In the B-Language Workshop, we listen in as Maslow presides over a group think-tank on how to convert Maslow’s concept of B-Values into a workable language. What comes about is a series of discussions on such topics as the role of humor, transcendent love, why power motivates us, how we should define success in our culture and ultimately what all of these conversations mean when we try to find certain words for vague, sometimes elusive (yet interrelated) concepts. This workshop is an interesting time capsule of an era where several like-minded people came together to suss out a novel vocabulary of experience steeped in a psychological framework they all agreed was exciting.

3. The Eupsychian Ethic

In this workshop Abraham Maslow confronts the humanist alternative education community of the Esalen Institute about what is to be done with the psychological growth and personal insights they’ve learned. Maslow worries that for many the journey towards self-actualization becomes self-absorbed and he lays out his idea of the “Eupsychian Ethic” where the personal growth knowledge is taken to the practical level of helping to improve individuals in the community and towards making a more peaceful and united world.

4. The Farther Reaches of Human Nature

In this in-depth workshop Abraham Maslow looks at human potential in many aspects of modern culture from business to science to family to education and more.
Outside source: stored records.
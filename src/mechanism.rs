use crate::error::TetherError;

/// A resolved traffic-selection mechanism. Name and arguments are passed to
/// the connector untouched.
#[derive(Debug, Clone, PartialEq, Eq)]
pub struct Mechanism {
    pub name: String,
    pub args: Vec<String>,
    pub agent_image: String,
    pub requires_login: bool,
}

pub trait MechanismProvider {
    fn resolve(&self, name: &str, args: &[String]) -> Result<Mechanism, TetherError>;
}

/// `tcp` redirects every connection; `http` filters by request and needs an
/// authenticated session.
pub struct BuiltinMechanisms {
    agent_image: String,
}

impl BuiltinMechanisms {
    pub fn new(agent_image: &str) -> Self {
        Self {
            agent_image: agent_image.to_string(),
        }
    }
}

impl MechanismProvider for BuiltinMechanisms {
    fn resolve(&self, name: &str, args: &[String]) -> Result<Mechanism, TetherError> {
        let requires_login = match name {
            "tcp" => {
                if let Some(arg) = args.first() {
                    return Err(TetherError::User(format!(
                        "mechanism tcp takes no arguments (got {arg})"
                    )));
                }
                false
            }
            "http" => {
                if let Some(arg) = args.iter().find(|arg| !arg.starts_with("--http-")) {
                    return Err(TetherError::User(format!(
                        "mechanism http only accepts --http-* arguments (got {arg})"
                    )));
                }
                true
            }
            other => {
                return Err(TetherError::User(format!(
                    "unknown mechanism {other}; expected tcp or http"
                )))
            }
        };
        Ok(Mechanism {
            name: name.to_string(),
            args: args.to_vec(),
            agent_image: self.agent_image.clone(),
            requires_login,
        })
    }
}

#[cfg(test)]
mod tests {
    use super::*;

    #[test]
    fn tcp_needs_no_login_and_no_args() {
        let provider = BuiltinMechanisms::new("tether/agent:1");
        let mechanism = provider.resolve("tcp", &[]).unwrap();
        assert!(!mechanism.requires_login);
        assert_eq!(mechanism.agent_image, "tether/agent:1");
        assert!(provider.resolve("tcp", &["--x".to_string()]).is_err());
    }

    #[test]
    fn http_args_are_validated_and_require_login() {
        let provider = BuiltinMechanisms::new("img");
        let args = vec!["--http-header=x-user=me".to_string()];
        let mechanism = provider.resolve("http", &args).unwrap();
        assert!(mechanism.requires_login);
        assert_eq!(mechanism.args, args);
        let err = provider
            .resolve("http", &["--header".to_string()])
            .unwrap_err();
        assert!(err.is_user_error());
    }

    #[test]
    fn unknown_mechanism_is_rejected() {
        let err = BuiltinMechanisms::new("img").resolve("grpc", &[]).unwrap_err();
        assert!(err.to_string().contains("unknown mechanism grpc"));
    }
}
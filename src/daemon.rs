use std::sync::Arc;
use tracing::debug;

use crate::cancel::{poll_until, CallContext, DetachedContext};
use crate::ensure::{Probe, Resource, Started};
use crate::error::TetherError;
use crate::proto::{DaemonStatus, Empty, EstablishNetworkRequest, NetworkState};
use crate::rpc::SocketTransport;
use crate::runner::Launcher;

/// Calls understood by the root network daemon.
pub trait DaemonClient {
    fn is_running(&self) -> bool;
    fn status(&self, ctx: &CallContext) -> Result<DaemonStatus, TetherError>;
    fn establish_network(
        &self,
        ctx: &CallContext,
        request: &EstablishNetworkRequest,
    ) -> Result<DaemonStatus, TetherError>;
    fn quit(&self, ctx: &CallContext) -> Result<(), TetherError>;
}

pub struct SocketDaemonClient {
    transport: SocketTransport,
}

impl SocketDaemonClient {
    pub fn new(transport: SocketTransport) -> Self {
        Self { transport }
    }
}

impl DaemonClient for SocketDaemonClient {
    fn is_running(&self) -> bool {
        self.transport.exists()
    }

    fn status(&self, ctx: &CallContext) -> Result<DaemonStatus, TetherError> {
        self.transport.call(ctx, "/v1/status", &Empty {})
    }

    fn establish_network(
        &self,
        ctx: &CallContext,
        request: &EstablishNetworkRequest,
    ) -> Result<DaemonStatus, TetherError> {
        self.transport.call(ctx, "/v1/connect", request)
    }

    fn quit(&self, ctx: &CallContext) -> Result<(), TetherError> {
        let _: Empty = self.transport.call(ctx, "/v1/quit", &Empty {})?;
        Ok(())
    }
}

/// How to launch the daemon when its socket is absent.
#[derive(Debug, Clone)]
pub struct DaemonLaunch {
    pub executable: String,
    pub socket_path: String,
    pub elevate: bool,
    pub socket_attempts: u32,
    pub socket_interval: std::time::Duration,
}

pub struct DaemonResource {
    client: Arc<dyn DaemonClient>,
    launcher: Arc<dyn Launcher>,
    launch: DaemonLaunch,
    network: EstablishNetworkRequest,
}

impl DaemonResource {
    pub fn new(
        client: Arc<dyn DaemonClient>,
        launcher: Arc<dyn Launcher>,
        launch: DaemonLaunch,
        network: EstablishNetworkRequest,
    ) -> Self {
        Self {
            client,
            launcher,
            launch,
            network,
        }
    }

    pub fn client(&self) -> &Arc<dyn DaemonClient> {
        &self.client
    }
}

impl Resource for DaemonResource {
    fn name(&self) -> &str {
        "daemon"
    }

    fn probe(&mut self, ctx: &CallContext) -> Result<Probe, TetherError> {
        if !self.client.is_running() {
            return Ok(Probe::Absent);
        }
        let status = self.client.status(ctx)?;
        Ok(match status.network {
            NetworkState::Idle => Probe::Absent,
            NetworkState::Establishing => {
                Probe::NotReady("network overrides not yet established".to_string())
            }
            NetworkState::Ready => Probe::Active,
        })
    }

    fn start(&mut self, ctx: &CallContext) -> Result<Started, TetherError> {
        let mut started = Started::Existing;
        if !self.client.is_running() {
            let args = vec!["--socket".to_string(), self.launch.socket_path.clone()];
            self.launcher
                .launch(&self.launch.executable, &args, self.launch.elevate)?;
            started = Started::Acquired;
            let client = &self.client;
            let appeared = poll_until(
                ctx,
                self.launch.socket_attempts,
                self.launch.socket_interval,
                || Ok(client.is_running()),
            )?;
            if !appeared {
                return Err(TetherError::NotReady {
                    resource: "daemon".to_string(),
                    detail: format!("socket {} did not appear", self.launch.socket_path),
                });
            }
        }
        debug!(connector_socket = %self.network.connector_socket, "establishing network");
        self.client.establish_network(ctx, &self.network)?;
        Ok(started)
    }

    fn ready(&mut self, ctx: &CallContext) -> Result<bool, TetherError> {
        Ok(self.client.status(ctx)?.network == NetworkState::Ready)
    }

    fn quit(&mut self, ctx: &DetachedContext) -> Result<(), TetherError> {
        self.client.quit(ctx)
    }

    fn gone(&mut self, _ctx: &DetachedContext) -> Result<bool, TetherError> {
        Ok(!self.client.is_running())
    }
}

#[cfg(test)]
mod tests {
    use super::*;
    use crate::ensure::{Ensured, Policy};
    use crate::testutil::{FakeDaemon, RecordingLauncher};
    use std::time::Duration;

    fn resource(daemon: &Arc<FakeDaemon>, launcher: &Arc<RecordingLauncher>) -> DaemonResource {
        let client: Arc<dyn DaemonClient> = Arc::clone(daemon) as Arc<dyn DaemonClient>;
        let launch_via: Arc<dyn Launcher> = Arc::clone(launcher) as Arc<dyn Launcher>;
        DaemonResource::new(
            client,
            launch_via,
            DaemonLaunch {
                executable: "tether-daemon".to_string(),
                socket_path: "/tmp/d.sock".to_string(),
                elevate: true,
                socket_attempts: 3,
                socket_interval: Duration::from_millis(1),
            },
            EstablishNetworkRequest::default(),
        )
    }

    fn policy() -> Policy {
        Policy {
            ready_attempts: 3,
            settle_attempts: 3,
            ..Policy::immediate()
        }
    }

    #[test]
    fn absent_daemon_is_launched_elevated_and_owned() {
        let daemon = Arc::new(FakeDaemon::default());
        daemon.start_on_launch();
        let launcher = Arc::new(RecordingLauncher::starting(Arc::clone(&daemon)));
        let mut ensured = Ensured::new(resource(&daemon, &launcher), policy(), false);
        let ctx = CallContext::background();

        assert!(ensured.ensure(&ctx).unwrap());
        let launches = launcher.launches();
        assert_eq!(launches.len(), 1);
        assert_eq!(launches[0].0, "tether-daemon");
        assert!(launches[0].2, "daemon must be elevated");
        assert_eq!(daemon.establish_calls(), 1);

        assert!(ensured.deactivate(&ctx.detached(), false).unwrap());
        assert_eq!(daemon.quit_calls(), 1);
        assert!(!daemon.is_running());
    }

    #[test]
    fn running_daemon_with_network_is_left_alone() {
        let daemon = Arc::new(FakeDaemon::default());
        daemon.set_running(NetworkState::Ready);
        let launcher = Arc::new(RecordingLauncher::starting(Arc::clone(&daemon)));
        let mut ensured = Ensured::new(resource(&daemon, &launcher), policy(), false);
        let ctx = CallContext::background();

        assert!(!ensured.ensure(&ctx).unwrap());
        assert!(launcher.launches().is_empty());
        assert!(!ensured.deactivate(&ctx.detached(), true).unwrap());
        assert_eq!(daemon.quit_calls(), 0);
    }

    #[test]
    fn establishing_network_is_retried_then_reported() {
        let daemon = Arc::new(FakeDaemon::default());
        daemon.set_running(NetworkState::Establishing);
        let launcher = Arc::new(RecordingLauncher::starting(Arc::clone(&daemon)));
        let mut ensured = Ensured::new(resource(&daemon, &launcher), policy(), false);
        let err = ensured.ensure(&CallContext::background()).unwrap_err();
        assert!(
            err.to_string()
                .contains("network overrides not yet established"),
            "{err}"
        );
        assert_eq!(daemon.status_calls(), 3);
    }
}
He applies his hierachy of needs to these different aspects of society and gives examples, from the basics of survival in these areas up the pyramid to the self-actualization or transcendence beyond these social institutions. With humor and candor he lays out the methods of achieving these farther reaches of human nature.

5. Psychology and Religious Awareness

Through his own scientific pursuits and his determination to shatter psychiatric dogma, Maslow came to believe that the best scientists are looking for the same thing as the saints: a transcendence of dichotomies. He argues that scientific breakthroughs are akin to religious euphoria in that both experiences provide a rare understanding of our existence. Thus science can be “the religion of the non religious person, or the music of the man who can’t sing” as he puts it. He concludes that if we all tried to seek higher, probe deeper, and leave room for doubt as we search, we might form a new brotherhood of man, where we combine previously trivial divisions into a single force that is dedicated to an open minded approach to learning more about life’s mysteries.

6. Self-Actualization

This lecture on Self-Actualization recorded in 1966, sketches out a definition of the ideal self-actualized person. What he traces here are common traits he noted after studying self-fulfilled people, such as:

  • Selfishness: how being good to yourself is the best way to be good to the world.
  • Vocation: how the self-actualized person tends to link what they do inextricably with their sense of who they are.
  • B-Values: How these people derive the most excitement from their work the more it correlates with universal human, or as Maslow terms it “B-values”.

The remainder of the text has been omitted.